Hi all,
I am a freshman at the University of Rochester. It’s only been a bit over a month so far, but I find myself fairly miserable here. I know that most people say that if I give it more time, I will adjust to the school better and find myself liking it here. However, I would like to focus on my options based on my current situation, and I am interested in transferring out, hopefully by the end of my fall semester.
A part of it has to do with homesickness, yes, but ultimately, I feel like I don’t fit here. University of Rochester was my first choice school, and I was thrilled to get accepted. I am receiving great aid and scholarships, paying basically nothing except for $3000 federal loans every semester to be paid off after I graduate. I graduated valedictorian of my high school with a total class size of 437, and I think my application was overall very strong, except for my low SAT score (2010).
I am an NYC native, and I would like to return home soon. Fortunately, there are many schools to choose from in NYC. Unfortunately, transfer students do not get the same perks as freshman applicants. For example, St. John’s University offered me a full scholarship for all four years if I had started there Fall 2015. However, I contacted them about readmission for the spring semester as a transfer, and they informed me I would need to reapply, and on their site, it states that transfers can get, at most, $15,000 per semester in scholarship money. This hardly covers the tuition, and my family’s annual income is around $25,000, so I am very reliant on scholarships and aid.
I know that UR is a terrific school, and I have a lot of opportunities here. However, the social isolation and the little things I’m not liking about the school add up, and I fear my maladjustment to the school is exacerbating mental health issues (e.g. bipolar, anxiety) that I am taking medication for. Worse, this makes it very difficult for me to function properly. I feel the urge to stay in bed all the time, I haven’t showered in about a week, and I don’t remember my last proper meal. This, of course, is severely affecting my grades. It sounds a little ridiculous, I know, but I’m hoping others who suffer from depression can understand. At least with my family, I had someone there to make sure I was taking care of myself. At this rate, I feel that in a few weeks, I’ll probably spiral down into some suicidal hole.
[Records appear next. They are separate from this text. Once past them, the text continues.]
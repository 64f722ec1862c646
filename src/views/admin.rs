// ============================================================================
// ADMIN - Mantenimiento de datos maestros (items / proveedores / almacenes)
// ============================================================================
// Los upserts invalidan el caché de masters correspondiente: los datalist de
// los formularios de transacción ven el alta en la siguiente carga en vez de
// esperar a que venza el TTL.
// ============================================================================

use serde_json::{json, Value};
use std::rc::Rc;
use wasm_bindgen::prelude::*;
use wasm_bindgen_futures::spawn_local;
use web_sys::Element;

use crate::app::AppContext;
use crate::dom::{
    escape_html, get_element_by_id, input_value, on_click, set_inner_html, set_input_value,
};
use crate::router::PageHandle;
use crate::services::masters::{
    invalidate_item_masters, invalidate_vendor_masters, invalidate_warehouse_masters,
};
use crate::utils::{fmt_number, pick_array, pick_f64, pick_str};
use crate::views::feedback::{render_skeleton, show_toast};

pub async fn render(ctx: Rc<AppContext>, host: &Element) -> Result<PageHandle, String> {
    render_skeleton(host, 8);

    set_inner_html(
        host,
        r#"<h4 class="mb-3">จัดการข้อมูลหลัก</h4>
        <div class="row g-3">
            <div class="col-lg-5">
                <div class="card"><div class="card-body">
                    <h6>💊 รายการเวชภัณฑ์</h6>
                    <div class="row g-2 mb-2">
                        <div class="col-3"><input id="adm-item-code" class="form-control form-control-sm" placeholder="รหัส"></div>
                        <div class="col-4"><input id="adm-item-name" class="form-control form-control-sm" placeholder="ชื่อ"></div>
                        <div class="col-2"><input id="adm-item-uom" class="form-control form-control-sm" placeholder="หน่วย"></div>
                        <div class="col-2"><input id="adm-item-min" class="form-control form-control-sm" type="number" placeholder="ขั้นต่ำ"></div>
                        <div class="col-1"><button id="btn-adm-item" class="btn btn-primary btn-sm w-100">💾</button></div>
                    </div>
                    <table class="table table-sm mb-0">
                        <thead><tr><th>รหัส</th><th>ชื่อ</th><th>หน่วย</th><th class="text-end">ขั้นต่ำ</th></tr></thead>
                        <tbody id="adm-item-tbody"></tbody>
                    </table>
                </div></div>
            </div>
            <div class="col-lg-4">
                <div class="card"><div class="card-body">
                    <h6>🏢 ผู้ขาย</h6>
                    <div class="row g-2 mb-2">
                        <div class="col-4"><input id="adm-vendor-code" class="form-control form-control-sm" placeholder="รหัส"></div>
                        <div class="col-6"><input id="adm-vendor-name" class="form-control form-control-sm" placeholder="ชื่อ"></div>
                        <div class="col-2"><button id="btn-adm-vendor" class="btn btn-primary btn-sm w-100">💾</button></div>
                    </div>
                    <table class="table table-sm mb-0">
                        <thead><tr><th>รหัส</th><th>ชื่อ</th></tr></thead>
                        <tbody id="adm-vendor-tbody"></tbody>
                    </table>
                </div></div>
            </div>
            <div class="col-lg-3">
                <div class="card"><div class="card-body">
                    <h6>🏬 คลัง</h6>
                    <div class="row g-2 mb-2">
                        <div class="col-4"><input id="adm-wh-code" class="form-control form-control-sm" placeholder="รหัส"></div>
                        <div class="col-6"><input id="adm-wh-name" class="form-control form-control-sm" placeholder="ชื่อ"></div>
                        <div class="col-2"><button id="btn-adm-wh" class="btn btn-primary btn-sm w-100">💾</button></div>
                    </div>
                    <table class="table table-sm mb-0">
                        <thead><tr><th>รหัส</th><th>ชื่อ</th></tr></thead>
                        <tbody id="adm-wh-tbody"></tbody>
                    </table>
                </div></div>
            </div>
        </div>"#,
    );

    let reload_items = section_loader(&ctx, "list_items", "adm-item-tbody", item_rows_html);
    let reload_vendors = section_loader(&ctx, "list_vendors", "adm-vendor-tbody", ref_rows_html);
    let reload_whs = section_loader(&ctx, "list_warehouses", "adm-wh-tbody", ref_rows_html);
    reload_items();
    reload_vendors();
    reload_whs();

    wire_upsert(
        &ctx,
        "btn-adm-item",
        reload_items,
        || {
            let code = input_value("adm-item-code").trim().to_string();
            let name = input_value("adm-item-name").trim().to_string();
            if code.is_empty() || name.is_empty() {
                return None;
            }
            Some((
                "upsert_item",
                json!({
                    "item_code": code,
                    "name": name,
                    "uom": input_value("adm-item-uom").trim(),
                    "minimum": input_value("adm-item-min").trim().parse::<f64>().unwrap_or(0.0),
                }),
                &["adm-item-code", "adm-item-name", "adm-item-uom", "adm-item-min"][..],
            ))
        },
        invalidate_item_masters,
    )
    .map_err(|e| format!("{:?}", e))?;

    wire_upsert(
        &ctx,
        "btn-adm-vendor",
        reload_vendors,
        || {
            let code = input_value("adm-vendor-code").trim().to_string();
            let name = input_value("adm-vendor-name").trim().to_string();
            if code.is_empty() || name.is_empty() {
                return None;
            }
            Some((
                "upsert_vendor",
                json!({ "vendor_code": code, "name": name }),
                &["adm-vendor-code", "adm-vendor-name"][..],
            ))
        },
        invalidate_vendor_masters,
    )
    .map_err(|e| format!("{:?}", e))?;

    wire_upsert(
        &ctx,
        "btn-adm-wh",
        reload_whs,
        || {
            let code = input_value("adm-wh-code").trim().to_string();
            let name = input_value("adm-wh-name").trim().to_string();
            if code.is_empty() || name.is_empty() {
                return None;
            }
            Some((
                "upsert_warehouse",
                json!({ "warehouse_code": code, "name": name }),
                &["adm-wh-code", "adm-wh-name"][..],
            ))
        },
        invalidate_warehouse_masters,
    )
    .map_err(|e| format!("{:?}", e))?;

    Ok(PageHandle::empty())
}

/// Fabrica el recargador de una sección: pide la lista y re-pinta el tbody.
fn section_loader(
    ctx: &Rc<AppContext>,
    action: &'static str,
    tbody_id: &'static str,
    rows_html: fn(&[Value]) -> String,
) -> Rc<dyn Fn()> {
    let ctx = ctx.clone();
    Rc::new(move || {
        let ctx = ctx.clone();
        spawn_local(async move {
            let res = ctx.api.call(action, json!({})).await;
            let Some(tbody) = get_element_by_id(tbody_id) else {
                return;
            };
            if !res.ok {
                set_inner_html(
                    &tbody,
                    &format!(
                        r#"<tr><td colspan="4" class="text-danger small">{}</td></tr>"#,
                        escape_html(&res.error_text())
                    ),
                );
                return;
            }
            let rows = pick_array(
                &res.data(),
                &["rows", "items", "vendors", "warehouses", "data"],
            );
            set_inner_html(&tbody, &rows_html(&rows));
        });
    })
}

/// Cablea un botón de upsert: validación local, llamada, invalidación del
/// caché de masters y recarga de la tabla.
fn wire_upsert<B, I>(
    ctx: &Rc<AppContext>,
    btn_id: &str,
    reload: Rc<dyn Fn()>,
    build: B,
    invalidate: I,
) -> Result<(), JsValue>
where
    B: Fn() -> Option<(&'static str, Value, &'static [&'static str])> + 'static,
    I: Fn(&crate::services::LocalCache) + Copy + 'static,
{
    let Some(btn) = get_element_by_id(btn_id) else {
        return Ok(());
    };
    let ctx = ctx.clone();
    on_click(&btn, move |_| {
        let Some((action, payload, clear_ids)) = build() else {
            show_toast("กรุณากรอกรหัสและชื่อ", false);
            return;
        };
        let ctx = ctx.clone();
        let reload = reload.clone();
        spawn_local(async move {
            let res = ctx.api.call(action, payload).await;
            if !res.ok {
                show_toast(&res.error_text(), false);
                return;
            }
            invalidate(&ctx.cache);
            show_toast("บันทึกข้อมูลหลักแล้ว", true);
            for id in clear_ids {
                set_input_value(id, "");
            }
            reload();
        });
    })
}

fn item_rows_html(rows: &[Value]) -> String {
    if rows.is_empty() {
        return r#"<tr><td colspan="4" class="text-muted small">ไม่มีข้อมูล</td></tr>"#.to_string();
    }
    let mut html = String::new();
    for row in rows {
        html.push_str(&format!(
            r#"<tr><td>{}</td><td>{}</td><td>{}</td><td class="text-end">{}</td></tr>"#,
            escape_html(&pick_str(row, &["item_code", "itemCode", "code"]).unwrap_or_default()),
            escape_html(&pick_str(row, &["name_th", "name"]).unwrap_or_default()),
            escape_html(&pick_str(row, &["uom"]).unwrap_or_default()),
            fmt_number(pick_f64(row, &["minimum"])),
        ));
    }
    html
}

/// Filas código/nombre (sirve para proveedores y almacenes).
fn ref_rows_html(rows: &[Value]) -> String {
    if rows.is_empty() {
        return r#"<tr><td colspan="2" class="text-muted small">ไม่มีข้อมูล</td></tr>"#.to_string();
    }
    let mut html = String::new();
    for row in rows {
        html.push_str(&format!(
            r#"<tr><td>{}</td><td>{}</td></tr>"#,
            escape_html(
                &pick_str(row, &["vendor_code", "warehouse_code", "code", "id"]).unwrap_or_default()
            ),
            escape_html(&pick_str(row, &["name_th", "name"]).unwrap_or_default()),
        ));
    }
    html
}

#[cfg(test)]
mod tests {
    use super::*;

    #[test]
    fn item_rows_read_aliases() {
        let html = item_rows_html(&[json!({ "itemCode": "X1", "name": "ยา", "uom": "BOX", "minimum": 5 })]);
        assert!(html.contains("X1"));
        assert!(html.contains("BOX"));
        assert!(html.contains("5"));
    }

    #[test]
    fn ref_rows_cover_vendor_and_warehouse_shapes() {
        let vendor = ref_rows_html(&[json!({ "vendor_code": "V1", "name": "บ.ยาไทย" })]);
        assert!(vendor.contains("V1"));
        let wh = ref_rows_html(&[json!({ "warehouse_code": "W1", "name_th": "คลังหลัก" })]);
        assert!(wh.contains("คลังหลัก"));
    }

    #[test]
    fn empty_sections_show_placeholder() {
        assert!(item_rows_html(&[]).contains("ไม่มีข้อมูล"));
        assert!(ref_rows_html(&[]).contains("ไม่มีข้อมูล"));
    }
}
I don’t know who to reach out to. The idea of transferring back somewhere in NYC got me out of bed today. My transfer application will not be nearly as strong as my high school application was, however. As explained, my grades are suffering, I have not built a relationship with any professor (necessary for a recommendation letter), and I’m not part of any ECs. I’m planning on applying to Columbia (huuuuge reach, I know), Fordham (match), SJU (match/safety), and CUNY Hunter, City College, and Queens. I would be very happy with Fordham, but I am afraid I won’t receive aid comparable to what UR is giving me. If that’s the case, I may need to attend a CUNY, which is affordable, but I don’t think I’ll get the same opportunities and support as I will at UR.
Also, I originally started school with the idea of double majoring in Political Science and Computer Science. Next semester, I’m thinking of focusing on Computer Science and starting a path on the pre-med program. UR has a terrific pre-med program, with vast research opportunities that aren’t too competitive, the school’s own hospital that pre-med students have available to them, and almost 70% of the school’s pre-med students are accepted to med school.
Basically, I feel like staying at URoch should be the obvious choice for me. I hardly pay anything, there are countless opportunities for a motivated student, and I spent years of my life vying and working my butt off to come to this school. Reality sucks, and I just can’t adjust. It’s taking a toll on my mental health. I feel like I’m trapped, and my alternatives don’t really help matters. If it really comes down to it, I can hope that something shifts in me, gets me out of bed, and gets me working as hard as I did in high school. But there’s no guarantee that things will get better, and I feel it’s smarter to be proactive about switching schools (or at least being given the opportunity to switch schools) than flunking out by the end of my freshman year.
Sorry for the long read; I am in desperate need of an objective set of eyes to give me some ideas. Thank you for your time!